In choice trials, Bahadorani & Hilliker (2009) found no significant difference in pupation-site preference in late-instar D. melanogaster when presented with normal food and food with a concentration of 70 mmol Zn l−1. Larvae did, however, significantly prefer normal food to Cu-contaminated food (20 mmol l−1). They also significantly preferred pupating in Fe (II)-contaminated food (70 mmol l−1) to non-contaminated food.

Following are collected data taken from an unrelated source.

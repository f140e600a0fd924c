//! Terminal presentation and sound.
//!
//! Two screens render the events the core emits: [`ConsoleScreen`] draws a
//! human-facing game, [`JsonScreen`] prints one JSON object per line for
//! scripted front-ends.

use std::io::Write;

use comfy_table::{Cell, Table};
use serde_json::json;

use grammarquiz_core::{AnswerRecord, AudioCue, Outcome, QuizEvent, QuizObserver};

/// Everything the play loop needs to show besides core events.
pub trait Screen: QuizObserver {
    /// The player typed something that is not one of the options.
    fn invalid_choice(&self, input: &str, option_count: usize);

    /// Per-question review after the game ends.
    fn review(&self, answers: &[AnswerRecord]);

    /// Ask whether to play another round. Returns `false` when the screen
    /// never replays.
    fn offer_replay(&self) -> bool;

    /// Input ended before the session did.
    fn input_closed(&self);
}

/// Human-facing terminal rendering.
pub struct ConsoleScreen {
    sound: bool,
}

impl ConsoleScreen {
    pub fn new(sound: bool) -> Self {
        Self { sound }
    }
}

fn flush() {
    if let Err(e) = std::io::stdout().flush() {
        tracing::debug!("stdout flush failed: {e}");
    }
}

impl QuizObserver for ConsoleScreen {
    fn on_event(&self, event: &QuizEvent) {
        match event {
            QuizEvent::QuestionPresented {
                prompt,
                options,
                index,
                total,
                score,
            } => {
                println!();
                println!("Question {} / {}    🏆 Score: {score}", index + 1, total);
                println!("{prompt}");
                for (i, option) in options.iter().enumerate() {
                    println!("  {}) {option}", i + 1);
                }
                print!("Your answer: ");
                flush();
            }
            QuizEvent::AnswerFeedback {
                outcome,
                correct_option,
                score,
                ..
            } => {
                println!("{}", outcome.feedback_message());
                if *outcome == Outcome::Incorrect {
                    println!("The correct answer is: {correct_option}");
                }
                println!("🏆 Score: {score}");
            }
            QuizEvent::GameComplete {
                score,
                total,
                percentage,
                message,
                emoji,
                ..
            } => {
                println!();
                println!("{emoji}");
                println!("🏆 Game Complete! 🏆");
                println!("Final Score: {score}/{total}");
                println!("{percentage}% Correct");
                println!("{message}");
            }
        }
    }

    fn on_cue(&self, cue: AudioCue) {
        tracing::debug!(cue = cue.name(), "sound cue");
        if self.sound {
            print!("\x07");
            flush();
        }
    }
}

impl Screen for ConsoleScreen {
    fn invalid_choice(&self, input: &str, option_count: usize) {
        println!("'{input}' is not an option. Enter a number from 1 to {option_count} or the answer text.");
        print!("Your answer: ");
        flush();
    }

    fn review(&self, answers: &[AnswerRecord]) {
        let mut table = Table::new();
        table.set_header(vec!["#", "Question", "Your answer", "Correct answer", "Result"]);
        for (i, answer) in answers.iter().enumerate() {
            let result = match answer.outcome {
                Outcome::Correct => "✅",
                Outcome::Incorrect => "❌",
            };
            table.add_row(vec![
                Cell::new(i + 1),
                Cell::new(&answer.prompt),
                Cell::new(&answer.selected),
                Cell::new(&answer.correct),
                Cell::new(result),
            ]);
        }
        println!("\n{table}");
    }

    fn offer_replay(&self) -> bool {
        print!("\n🔄 Play again? [y/N] ");
        flush();
        true
    }

    fn input_closed(&self) {
        println!("\nInput closed, leaving the game.");
    }
}

/// JSON-lines rendering: every event and cue becomes one line on stdout.
pub struct JsonScreen;

impl JsonScreen {
    fn emit(&self, value: serde_json::Value) {
        println!("{value}");
    }
}

impl QuizObserver for JsonScreen {
    fn on_event(&self, event: &QuizEvent) {
        match serde_json::to_value(event) {
            Ok(value) => self.emit(value),
            Err(e) => tracing::error!("failed to serialize event: {e}"),
        }
    }

    fn on_cue(&self, cue: AudioCue) {
        self.emit(json!({
            "event": "cue",
            "cue": cue,
            "frequency_hz": cue.frequency_hz(),
            "gain": cue.gain(),
            "duration_ms": cue.duration_ms(),
        }));
    }
}

impl Screen for JsonScreen {
    fn invalid_choice(&self, input: &str, option_count: usize) {
        self.emit(json!({
            "event": "invalid_choice",
            "input": input,
            "option_count": option_count,
        }));
    }

    fn review(&self, _answers: &[AnswerRecord]) {}

    fn offer_replay(&self) -> bool {
        false
    }

    fn input_closed(&self) {
        self.emit(json!({ "event": "input_closed" }));
    }
}
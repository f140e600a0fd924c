//! The `grammarquiz topics` command.

use anyhow::Result;
use comfy_table::{Cell, Table};

use grammarquiz_core::bank::{self, MIXED_TOPIC_ID};

pub fn execute() -> Result<()> {
    let mut table = Table::new();
    table.set_header(vec!["Topic", "Name", "Questions", "Description"]);

    let mut total = 0;
    for topic in bank::topics() {
        total += topic.question_count();
        table.add_row(vec![
            Cell::new(topic.id),
            Cell::new(topic.name),
            Cell::new(topic.question_count()),
            Cell::new(topic.description),
        ]);
    }
    table.add_row(vec![
        Cell::new(MIXED_TOPIC_ID),
        Cell::new("Mixed Grammar"),
        Cell::new(total),
        Cell::new("Questions from every topic"),
    ]);

    println!("{table}");
    println!("\nStart a game with: grammarquiz play --topic <TOPIC>");
    Ok(())
}
//! Core data model types for grammarquiz.
//!
//! A [`Question`] is validated once at construction and immutable afterwards;
//! a [`QuestionBank`] is a named list of them.

use serde::Serialize;
use std::collections::HashSet;

use crate::error::QuizError;

/// A single multiple-choice question.
#[derive(Debug, Clone, PartialEq, Eq, Serialize)]
pub struct Question {
    prompt: String,
    options: Vec<String>,
    correct: String,
}

impl Question {
    /// Build a question, checking that it has at least two distinct options
    /// and that `correct` is one of them.
    pub fn new<P, O, S, C>(prompt: P, options: O, correct: C) -> Result<Self, QuizError>
    where
        P: Into<String>,
        O: IntoIterator<Item = S>,
        S: Into<String>,
        C: Into<String>,
    {
        let prompt = prompt.into();
        let options: Vec<String> = options.into_iter().map(Into::into).collect();
        let correct = correct.into();

        if options.len() < 2 {
            return Err(QuizError::TooFewOptions {
                count: options.len(),
                prompt,
            });
        }

        let mut seen = HashSet::new();
        for option in &options {
            if !seen.insert(option.as_str()) {
                return Err(QuizError::DuplicateOption {
                    option: option.clone(),
                    prompt,
                });
            }
        }

        if !seen.contains(correct.as_str()) {
            return Err(QuizError::CorrectOptionMissing { prompt, correct });
        }

        Ok(Self {
            prompt,
            options,
            correct,
        })
    }

    /// The question text shown to the player.
    pub fn prompt(&self) -> &str {
        &self.prompt
    }

    /// Options in their declared order.
    pub fn options(&self) -> &[String] {
        &self.options
    }

    /// The correct option.
    pub fn correct(&self) -> &str {
        &self.correct
    }
}

/// A named collection of questions.
#[derive(Debug, Clone, Serialize)]
pub struct QuestionBank {
    /// Stable identifier (e.g. "articles").
    pub id: String,
    /// Human-readable name.
    pub name: String,
    /// What the bank practises.
    pub description: String,
    /// The questions, in declared order.
    pub questions: Vec<Question>,
}

impl QuestionBank {
    pub fn len(&self) -> usize {
        self.questions.len()
    }

    pub fn is_empty(&self) -> bool {
        self.questions.is_empty()
    }
}

#[cfg(test)]
mod tests {
    use super::*;

    #[test]
    fn valid_question() {
        let q = Question::new("She ___ a doctor.", ["is", "are", "am"], "is").unwrap();
        assert_eq!(q.prompt(), "She ___ a doctor.");
        assert_eq!(q.options().len(), 3);
        assert_eq!(q.correct(), "is");
    }

    #[test]
    fn rejects_single_option() {
        let err = Question::new("Only one", ["a"], "a").unwrap_err();
        assert!(matches!(err, QuizError::TooFewOptions { count: 1, .. }));
    }

    #[test]
    fn rejects_duplicate_options() {
        let err = Question::new("Dupes", ["a", "an", "a"], "an").unwrap_err();
        assert!(matches!(err, QuizError::DuplicateOption { ref option, .. } if option == "a"));
    }

    #[test]
    fn rejects_missing_correct_option() {
        let err = Question::new("Missing", ["a", "an"], "the").unwrap_err();
        assert!(matches!(err, QuizError::CorrectOptionMissing { ref correct, .. } if correct == "the"));
    }

    #[test]
    fn question_serializes_with_correct_answer() {
        let q = Question::new("I ___ tired.", ["am", "is"], "am").unwrap();
        let json = serde_json::to_value(&q).unwrap();
        assert_eq!(json["correct"], "am");
        assert_eq!(json["options"][1], "is");
    }
}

Oviposition To date, only five publications reported the effects of metals on ovipositional response in terrestrial insects. When given a choice between concentrations of ovipositional substrate exposed to hexavalent chromium (Cr VI) (50, 500, 1 000 μg g−1), Trumble & Jensen (2004) found that females of Megaselia scalaris Loew (Diptera: Phoridae) did not discriminate between control, low, and high concentrations. This occurred despite the observation that the highest level was toxic to the larvae. In a different study on a dipteran, Bahadorani & Hilliker (2009) reported that mated female D. melanogaster significantly decreased egg laying at relatively high concentrations of heavy metals (2 mmol l−1 Cd, 10 mmol l−1 Cu, 40 mmol l−1 Fe (II), 20 mmol l−1 Fe (III), and 30 mmol l−1 Zn). Interestingly, for both Fe and Zn, oviposition increased significantly relative to controls (0 mmol l−1 for each) at lower concentrations. This indicates that the female not only senses metals in the environment, but also knows which concentrations will maximize the fitness of her offspring.
Two studies were available that examined oviposition by S. exigua in response to Se. Females preferred to oviposit on low concentrations of Se-treated alfalfa (2.88 ± 0.52 μg Se g−1 dry weight) over controls (Vickerman et al., 2002b). However, adult females were unable to distinguish between low and high (305.81 ± 52.14 μg Se g−1 dry weight) concentrations of Se for oviposition, despite the fact that the high level was toxic. In a second study examining oviposition on Atriplex spp. plants which accumulate Se, S. exigua did not distinguish between plants that contained concentrations of Se that were toxic to their offspring (Vickerman et al., 2002a). For both M. scalaris and S. exigua, the inability to distinguish between lethal concentrations of Cr VI and Se, respectively, puts eggs and larvae at risk at exposed oviposition sites.
Finally, the newly discovered P. xylostella Stanleyi biotype does not differentiate between high and low concentrations of Se in S. pinnata when ovipositing. This is in direct contrast to a different ecotype, P. xylostella G88, and P. rapae, which avoided ovipositing on highly Se-contaminated plants (Freeman et al., 2006).